At a basic level, you can think of a partial as a Lego building block…
from which you create your web form. You can have any number of
partials, each of which presents a different piece of your final
application.
I use partials for all sorts of things on a web form - menus, content,
navigation links, etc.
Let’s say, from your example, that you want the new action for some
model to show ALL the attributes of the model, but you want the edit
action to only show a subset of the model attributes.
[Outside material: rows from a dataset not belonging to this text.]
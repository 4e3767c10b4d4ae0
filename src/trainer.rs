//! Model training
//!
//! Splits engineered features chronologically into training and validation
//! partitions, fits the configured [`Classifier`] on the training partition and
//! measures exact-match accuracy on the validation partition.

use crate::error::LearnError;
use crate::model::{accuracy, Classifier, ModelHandle};
use crate::types::{EngineeredFeature, FeatureRow};
use std::sync::Arc;
use tracing::debug;

/// Fitted model plus the data it was trained from
#[derive(Debug, Clone)]
pub struct TrainingResult {
    /// Validation-partition accuracy (training accuracy when the validation
    /// partition is empty)
    pub accuracy: f64,
    pub model: Option<ModelHandle>,
    /// Every feature vector passed to [`Trainer::train`], in order
    pub training_data: Vec<EngineeredFeature>,
    /// First index of the validation partition
    pub split_index: usize,
}

/// Chronological train/validation trainer
#[derive(Clone)]
pub struct Trainer {
    classifier: Arc<dyn Classifier>,
}

impl Trainer {
    pub fn new(classifier: Arc<dyn Classifier>) -> Self {
        Self { classifier }
    }

    /// Train on `features`, holding out the last `validation_split` share.
    pub fn train(
        &self,
        features: &[EngineeredFeature],
        validation_split: f64,
    ) -> Result<TrainingResult, LearnError> {
        if !(validation_split > 0.0 && validation_split < 1.0) {
            return Err(LearnError::InvalidConfig(format!(
                "validation_split must be in (0, 1), got {}",
                validation_split
            )));
        }
        if features.is_empty() {
            return Err(LearnError::InsufficientData(
                "no engineered features to train on".to_string(),
            ));
        }

        let (rows, labels) = to_rows_and_labels(features);
        if rows.len() != labels.len() {
            return Err(LearnError::FeatureCountMismatch {
                features: rows.len(),
                labels: labels.len(),
            });
        }

        let split = split_index(features.len(), validation_split);
        if split == 0 {
            return Err(LearnError::InsufficientData(format!(
                "{} samples leave an empty training partition at split {}",
                features.len(),
                validation_split
            )));
        }

        let model = self.classifier.fit(&rows[..split], &labels[..split])?;

        let accuracy = if split < rows.len() {
            accuracy(model.as_ref(), &rows[split..], &labels[split..])
        } else {
            accuracy(model.as_ref(), &rows, &labels)
        };

        debug!(
            samples = features.len(),
            split_index = split,
            accuracy,
            model = model.name(),
            "trained classifier"
        );

        Ok(TrainingResult {
            accuracy,
            model: Some(model),
            training_data: features.to_vec(),
            split_index: split,
        })
    }
}

/// Index of the first validation element: `floor(count * (1 - validation_split))`
pub fn split_index(count: usize, validation_split: f64) -> usize {
    let index = (count as f64 * (1.0 - validation_split)).floor() as usize;
    index.min(count)
}

/// Classifier rows and integer labels for a feature slice
pub fn to_rows_and_labels(features: &[EngineeredFeature]) -> (Vec<FeatureRow>, Vec<u8>) {
    features.iter().map(|f| (f.to_row(), f.label())).unzip()
}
If you put the
code related to the attributes common to those actions (new and edit)
into a partial, the new.html.erb can show the fields it needs to show
AND render the partial while the edit.html.erb would just render the
partial.
The value of partials really comes weighing the reusability of a chunk
of code and the cost to execute that hunk of code…
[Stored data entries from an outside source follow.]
//! Core types for the somna-learn pipeline
//!
//! This module defines the data structures that flow through each stage of the
//! pipeline: raw samples, fused processed samples, engineered features,
//! thresholds, metrics and the status/progress records exposed to callers.

use chrono::{DateTime, Utc};
use serde::{Deserialize, Serialize};
use std::collections::BTreeMap;
use std::fmt;
use std::str::FromStr;

/// Number of numeric columns fed to a classifier per engineered feature
pub const FEATURE_DIM: usize = 12;

/// A single classifier input row
pub type FeatureRow = [f64; FEATURE_DIM];

/// Column names of [`FeatureRow`], in order
pub const FEATURE_NAMES: [&str; FEATURE_DIM] = [
    "heart_rate_norm",
    "hrv_norm",
    "movement_norm",
    "blood_oxygen_norm",
    "temperature_norm",
    "respiratory_rate_norm",
    "heart_rate_trend",
    "hrv_trend",
    "movement_trend",
    "sleep_efficiency",
    "sleep_latency",
    "wake_count",
];

/// Physiological signal kind carried by a [`RawSample`]
#[derive(Debug, Clone, Copy, PartialEq, Eq, Hash, Serialize, Deserialize)]
#[serde(rename_all = "snake_case")]
pub enum SignalKind {
    HeartRate,
    Hrv,
    RespiratoryRate,
    Movement,
    BloodOxygen,
    Temperature,
    SleepStage,
}

impl SignalKind {
    pub fn as_str(&self) -> &'static str {
        match self {
            SignalKind::HeartRate => "heart_rate",
            SignalKind::Hrv => "hrv",
            SignalKind::RespiratoryRate => "respiratory_rate",
            SignalKind::Movement => "movement",
            SignalKind::BloodOxygen => "blood_oxygen",
            SignalKind::Temperature => "temperature",
            SignalKind::SleepStage => "sleep_stage",
        }
    }
}

/// Sleep stage classification
#[derive(Debug, Clone, Copy, PartialEq, Eq, Hash, Serialize, Deserialize)]
#[serde(rename_all = "snake_case")]
pub enum SleepStage {
    Awake,
    Light,
    Deep,
    Rem,
    Unknown,
}

impl SleepStage {
    /// Stages scored by the validator, indexed by their label
    pub const CLASSES: [SleepStage; 4] = [
        SleepStage::Awake,
        SleepStage::Light,
        SleepStage::Deep,
        SleepStage::Rem,
    ];

    /// Integer training label. `Unknown` collapses onto `Awake`.
    pub fn label(self) -> u8 {
        match self {
            SleepStage::Awake | SleepStage::Unknown => 0,
            SleepStage::Light => 1,
            SleepStage::Deep => 2,
            SleepStage::Rem => 3,
        }
    }

    /// Decode a training label
    pub fn from_label(label: u8) -> Self {
        match label {
            0 => SleepStage::Awake,
            1 => SleepStage::Light,
            2 => SleepStage::Deep,
            3 => SleepStage::Rem,
            _ => SleepStage::Unknown,
        }
    }

    /// Decode a stage carried as a raw sample value
    pub fn from_value(value: f64) -> Self {
        if value.is_finite() && value >= 0.0 && value.fract() == 0.0 && value <= 3.0 {
            Self::from_label(value as u8)
        } else {
            SleepStage::Unknown
        }
    }

    pub fn is_awake(self) -> bool {
        matches!(self, SleepStage::Awake)
    }

    pub fn as_str(&self) -> &'static str {
        match self {
            SleepStage::Awake => "awake",
            SleepStage::Light => "light",
            SleepStage::Deep => "deep",
            SleepStage::Rem => "rem",
            SleepStage::Unknown => "unknown",
        }
    }
}

/// Single time-stamped reading from the health-data source
#[derive(Debug, Clone, Copy, PartialEq, Serialize, Deserialize)]
pub struct RawSample {
    pub timestamp: DateTime<Utc>,
    pub kind: SignalKind,
    pub value: f64,
}

impl RawSample {
    pub fn new(timestamp: DateTime<Utc>, kind: SignalKind, value: f64) -> Self {
        Self {
            timestamp,
            kind,
            value,
        }
    }
}

/// One fused record per time bucket
#[derive(Debug, Clone, Copy, PartialEq, Serialize, Deserialize)]
pub struct ProcessedSample {
    pub timestamp: DateTime<Utc>,
    /// Heart rate (bpm)
    pub heart_rate: f64,
    /// Heart rate variability (ms)
    pub hrv: f64,
    /// Respiratory rate (breaths per minute)
    pub respiratory_rate: f64,
    /// Blood oxygen saturation (percentage)
    pub blood_oxygen: f64,
    /// Body temperature (celsius)
    pub temperature: f64,
    /// Movement intensity (0-1)
    pub movement: f64,
    /// Labelled sleep stage for this bucket
    pub actual_stage: SleepStage,
}

/// The six physiological signals of a sample, in feature order
#[derive(Debug, Clone, Copy, PartialEq, Default, Serialize, Deserialize)]
pub struct SignalVector {
    pub heart_rate: f64,
    pub hrv: f64,
    pub movement: f64,
    pub blood_oxygen: f64,
    pub temperature: f64,
    pub respiratory_rate: f64,
}

impl SignalVector {
    pub fn from_sample(sample: &ProcessedSample) -> Self {
        Self {
            heart_rate: sample.heart_rate,
            hrv: sample.hrv,
            movement: sample.movement,
            blood_oxygen: sample.blood_oxygen,
            temperature: sample.temperature,
            respiratory_rate: sample.respiratory_rate,
        }
    }
}

/// Per-sample feature vector plus window-level sleep metrics
#[derive(Debug, Clone, PartialEq, Serialize, Deserialize)]
pub struct EngineeredFeature {
    pub timestamp: DateTime<Utc>,
    pub actual_stage: SleepStage,
    /// Min-max normalized values over the window (0-1, 0.5 on zero range)
    pub normalized: SignalVector,
    /// Least-squares slope of each raw signal over the window
    pub trends: SignalVector,
    /// Original signal values
    pub raw: SignalVector,
    /// Fraction of window samples not labelled awake
    pub sleep_efficiency: f64,
    /// Index of the first non-awake sample (window length if none)
    pub sleep_latency: usize,
    /// Number of asleep -> awake transitions in the window
    pub wake_count: usize,
}

impl EngineeredFeature {
    /// Classifier input row, laid out as [`FEATURE_NAMES`]
    pub fn to_row(&self) -> FeatureRow {
        [
            self.normalized.heart_rate,
            self.normalized.hrv,
            self.normalized.movement,
            self.normalized.blood_oxygen,
            self.normalized.temperature,
            self.normalized.respiratory_rate,
            self.trends.heart_rate,
            self.trends.hrv,
            self.trends.movement,
            self.sleep_efficiency,
            self.sleep_latency as f64,
            self.wake_count as f64,
        ]
    }

    pub fn label(&self) -> u8 {
        self.actual_stage.label()
    }
}

/// Feature name -> signed correlation score
pub type FeatureImportance = BTreeMap<String, f64>;

/// Personalized per-signal thresholds
#[derive(Debug, Clone, Copy, PartialEq, Serialize, Deserialize)]
pub struct PersonalizedThresholds {
    /// Heart rate (bpm)
    pub heart_rate: f64,
    /// HRV (ms)
    pub hrv: f64,
    /// Respiratory rate (breaths per minute)
    pub respiratory_rate: f64,
    /// Sleep quality (0-1)
    pub sleep_quality: f64,
}

impl Default for PersonalizedThresholds {
    fn default() -> Self {
        Self {
            heart_rate: 60.0,
            hrv: 50.0,
            respiratory_rate: 12.0,
            sleep_quality: 0.7,
        }
    }
}

/// Scores measured against held-out data
#[derive(Debug, Clone, Copy, PartialEq, Default, Serialize, Deserialize)]
pub struct ValidationResult {
    pub accuracy: f64,
    pub precision: f64,
    pub recall: f64,
    pub f1: f64,
}

/// Semantic model version (`MAJOR.MINOR.PATCH`)
#[derive(Debug, Clone, Copy, PartialEq, Eq, PartialOrd, Ord, Serialize, Deserialize)]
#[serde(try_from = "String", into = "String")]
pub struct ModelVersion {
    pub major: u32,
    pub minor: u32,
    pub patch: u32,
}

impl ModelVersion {
    pub const fn new(major: u32, minor: u32, patch: u32) -> Self {
        Self {
            major,
            minor,
            patch,
        }
    }

    pub fn bump_patch(self) -> Self {
        Self {
            patch: self.patch + 1,
            ..self
        }
    }
}

impl Default for ModelVersion {
    fn default() -> Self {
        Self::new(1, 0, 0)
    }
}

impl fmt::Display for ModelVersion {
    fn fmt(&self, f: &mut fmt::Formatter<'_>) -> fmt::Result {
        write!(f, "{}.{}.{}", self.major, self.minor, self.patch)
    }
}

impl FromStr for ModelVersion {
    type Err = String;

    fn from_str(s: &str) -> Result<Self, Self::Err> {
        let parts: Vec<&str> = s.trim().split('.').collect();
        if parts.len() != 3 {
            return Err(format!("expected MAJOR.MINOR.PATCH, got '{}'", s));
        }
        let parse = |part: &str| {
            part.parse::<u32>()
                .map_err(|e| format!("invalid version component '{}': {}", part, e))
        };
        Ok(Self::new(parse(parts[0])?, parse(parts[1])?, parse(parts[2])?))
    }
}

impl TryFrom<String> for ModelVersion {
    type Error = String;

    fn try_from(value: String) -> Result<Self, Self::Error> {
        value.parse()
    }
}

impl From<ModelVersion> for String {
    fn from(version: ModelVersion) -> Self {
        version.to_string()
    }
}

/// Point-in-time measurement of the deployed model
#[derive(Debug, Clone, Copy, PartialEq, Serialize, Deserialize)]
pub struct PerformanceSnapshot {
    pub timestamp: DateTime<Utc>,
    pub accuracy: f64,
    pub precision: f64,
    pub recall: f64,
    pub f1: f64,
    /// Number of samples the metrics were measured on
    pub sample_count: usize,
}

/// Snapshot of training state for status queries
#[derive(Debug, Clone, PartialEq, Serialize, Deserialize)]
pub struct TrainingStatus {
    pub is_training: bool,
    /// Progress of the current run (0-1)
    pub progress: f64,
    pub accuracy: f64,
    pub data_point_count: usize,
    pub last_training: Option<DateTime<Utc>>,
    pub model_version: String,
}

/// Terminal success record of a one-shot training run
#[derive(Debug, Clone, PartialEq, Serialize, Deserialize)]
pub struct TrainingOutcome {
    pub accuracy: f64,
    pub data_points: usize,
    pub model_version: String,
    pub thresholds: PersonalizedThresholds,
}

/// Event emitted by a one-shot training run
#[derive(Debug, Clone, PartialEq, Serialize, Deserialize)]
#[serde(tag = "event", rename_all = "snake_case")]
pub enum TrainingEvent {
    Progress { progress: f64, message: String },
    Completed(TrainingOutcome),
    Failed { message: String },
}

impl TrainingEvent {
    pub fn is_terminal(&self) -> bool {
        !matches!(self, TrainingEvent::Progress { .. })
    }
}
Would we put something into a partial that’s used only one place?
Probably not.
But, if your app shows, for instance, an address on multiple different
forms, you can create a partial that renders an address, and all the
places that need to show an address can employ that same partial. Less
code for you to maintain, and an enforced consistency within your
application - all addresses render the same. If it’s a duck, it should
look like a duck.
The next extension to that idea, at least for me, was to only render
something again (invoke the partial) if it changed since the last time
it was rendered. This gets into caching and cache sweepers. I put most
“slow moving” data (data that changes infrequently) into a partial that
I can cache - the left-nav menus available for a specific user, for
instance. Unless the admin changes permissions for a user, the menu that
user sees won’t change, and my app doesn’t have to regen the menus all
the time (fits my “slow moving” data rule).
If the list of models related to a given project (another of my models)
hasn’t changed, don’t re-render the partial that creates hyperlinks to
all those related models - which can be a lot of work - but show the
cached version of that partial (fits my “expensive to do” rule).